A decisão de Eduardo Braide de assumir, de forma mais explícita, um alinhamento com o campo bolsonarista ao anunciar o apoio a Lahesio Bonfim para o Senado muda significativamente o cenário da sucessão estadual. O movimento deixa a disputa menos pulverizada e mais polarizada entre dois projetos ideológicos distintos, abrindo espaço para uma recuperação eleitoral de Felipe Camarão.
Até então, Braide conseguia transitar entre diferentes segmentos do eleitorado, mantendo uma imagem mais ampla e evitando vinculações ideológicas definitivas.

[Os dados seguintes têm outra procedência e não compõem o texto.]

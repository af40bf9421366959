//! reqwest implementation of [`TodoApi`]

use crate::envelope::ApiResponse;
use reqwest::{Client, RequestBuilder, StatusCode};
use serde_json::Value;
use std::time::Duration;
use tasklist_core::config::BaseUrl;
use tasklist_core::remote::{ApiFuture, RemoteError, RemoteOperation, TodoApi};
use tasklist_core::todo::{NewTodo, Todo, TodoId};

/// Longest raw body quoted back in an error message
const MAX_ERROR_BODY: usize = 200;

/// HTTP client for the todo backend
///
/// Cheap to clone: the underlying connection pool is shared.
#[derive(Clone, Debug, Default)]
pub struct HttpTodoApi {
    client: Client,
}

impl HttpTodoApi {
    /// Create a client with reqwest defaults (no request timeout)
    #[must_use]
    pub fn new() -> Self {
        Self::from_client(Client::new())
    }

    /// Create a client whose requests give up after `timeout`
    ///
    /// # Errors
    ///
    /// Returns `RemoteError::RequestFailed` if the TLS backend cannot be
    /// initialised.
    pub fn with_timeout(timeout: Duration) -> Result<Self, RemoteError> {
        let client = Client::builder()
            .timeout(timeout)
            .build()
            .map_err(|e| RemoteError::RequestFailed(e.to_string()))?;
        Ok(Self::from_client(client))
    }

    /// Wrap an already configured reqwest client
    #[must_use]
    pub const fn from_client(client: Client) -> Self {
        Self { client }
    }

    async fn fetch_list(&self, base_url: &BaseUrl) -> Result<Vec<Todo>, RemoteError> {
        let operation = RemoteOperation::List;
        let envelope = Self::execute(self.client.get(base_url.todos_url()), operation).await?;
        let message = envelope.message_or(operation);

        match envelope.data {
            Some(items @ Value::Array(_)) => serde_json::from_value(items)
                .map_err(|e| RemoteError::ResponseParseFailed(e.to_string())),
            _ => Err(RemoteError::Server { message }),
        }
    }

    async fn send_write(
        &self,
        request: RequestBuilder,
        operation: RemoteOperation,
    ) -> Result<(), RemoteError> {
        // The body of a successful write is ignored; callers re-list
        Self::execute(request, operation).await.map(|_| ())
    }

    /// Send a request and decode a successful envelope
    async fn execute(
        request: RequestBuilder,
        operation: RemoteOperation,
    ) -> Result<ApiResponse, RemoteError> {
        let response = request.send().await.map_err(|e| {
            tracing::warn!(method = operation.method(), error = %e, "Request failed");
            RemoteError::RequestFailed(e.to_string())
        })?;

        let status = response.status();
        tracing::debug!(
            method = operation.method(),
            url = %response.url(),
            status = status.as_u16(),
            "Response received"
        );

        let body = response
            .text()
            .await
            .map_err(|e| RemoteError::RequestFailed(e.to_string()))?;

        let result = decode(status, &body, operation);
        if let Err(error) = &result {
            tracing::warn!(method = operation.method(), %error, "Request rejected");
        }
        result
    }
}

/// Apply the envelope rules to a raw response
fn decode(
    status: StatusCode,
    body: &str,
    operation: RemoteOperation,
) -> Result<ApiResponse, RemoteError> {
    match serde_json::from_str::<ApiResponse>(body) {
        Ok(envelope) if status.is_success() || !envelope.is_success() => {
            envelope.into_success(operation)
        },
        Ok(envelope) => Err(RemoteError::Http {
            status: status.as_u16(),
            message: if envelope.message.trim().is_empty() {
                reason(status)
            } else {
                envelope.message
            },
        }),
        Err(error) if status.is_success() => {
            Err(RemoteError::ResponseParseFailed(error.to_string()))
        },
        Err(_) => Err(RemoteError::Http {
            status: status.as_u16(),
            message: if body.trim().is_empty() {
                reason(status)
            } else {
                body.trim().chars().take(MAX_ERROR_BODY).collect()
            },
        }),
    }
}

fn reason(status: StatusCode) -> String {
    status
        .canonical_reason()
        .unwrap_or("Unknown status")
        .to_string()
}

impl TodoApi for HttpTodoApi {
    fn list<'a>(&'a self, base_url: &'a BaseUrl) -> ApiFuture<'a, Vec<Todo>> {
        Box::pin(self.fetch_list(base_url))
    }

    fn create<'a>(&'a self, base_url: &'a BaseUrl, todo: &'a NewTodo) -> ApiFuture<'a, ()> {
        let request = self.client.post(base_url.todos_url()).json(todo);
        Box::pin(self.send_write(request, RemoteOperation::Create))
    }

    fn update<'a>(&'a self, base_url: &'a BaseUrl, todo: &'a Todo) -> ApiFuture<'a, ()> {
        let request = self.client.put(base_url.todo_url(todo.id)).json(todo);
        Box::pin(self.send_write(request, RemoteOperation::Update))
    }

    fn delete<'a>(&'a self, base_url: &'a BaseUrl, id: TodoId) -> ApiFuture<'a, ()> {
        let request = self.client.delete(base_url.todo_url(id));
        Box::pin(self.send_write(request, RemoteOperation::Delete))
    }
}

#[cfg(test)]
#[allow(clippy::unwrap_used)]
mod tests {
    use super::*;

    #[test]
    fn test_decode_success() {
        let envelope = decode(
            StatusCode::OK,
            r#"{"status":"success","message":"ok","data":[]}"#,
            RemoteOperation::List,
        )
        .unwrap();
        assert_eq!(envelope.data, Some(Value::Array(vec![])));
    }

    #[test]
    fn test_decode_error_envelope_on_ok_status() {
        let err = decode(
            StatusCode::OK,
            r#"{"status":"error","message":"Title is required"}"#,
            RemoteOperation::Create,
        )
        .unwrap_err();
        assert_eq!(
            err,
            RemoteError::Server {
                message: "Title is required".into()
            }
        );
    }

    #[test]
    fn test_decode_error_envelope_on_404() {
        let err = decode(
            StatusCode::NOT_FOUND,
            r#"{"status":"error","message":""}"#,
            RemoteOperation::Update,
        )
        .unwrap_err();
        assert_eq!(
            err,
            RemoteError::Server {
                message: "Failed to update todo".into()
            }
        );
    }

    #[test]
    fn test_decode_plain_text_failure() {
        let err = decode(
            StatusCode::BAD_GATEWAY,
            "upstream unavailable",
            RemoteOperation::List,
        )
        .unwrap_err();
        assert_eq!(
            err,
            RemoteError::Http {
                status: 502,
                message: "upstream unavailable".into()
            }
        );

        let err = decode(StatusCode::SERVICE_UNAVAILABLE, "", RemoteOperation::List).unwrap_err();
        assert_eq!(
            err,
            RemoteError::Http {
                status: 503,
                message: "Service Unavailable".into()
            }
        );
    }

    #[test]
    fn test_decode_garbage_on_ok_status() {
        let err = decode(StatusCode::OK, "<html>", RemoteOperation::List).unwrap_err();
        assert!(matches!(err, RemoteError::ResponseParseFailed(_)));
    }
}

Ao caminhar para uma aliança com Lahesio Bonfim, identificado com a direita e o bolsonarismo, o prefeito deixa de disputar o eleitorado de centro e passa a consolidar um campo político específico.
Essa definição tende a concentrar os votos conservadores em torno da chapa liderada por Braide, mas também cria um efeito colateral importante: fortalece a polarização com o campo progressista, liderado por Felipe Camarão, principal nome identificado com o presidente Lula no Maranhão.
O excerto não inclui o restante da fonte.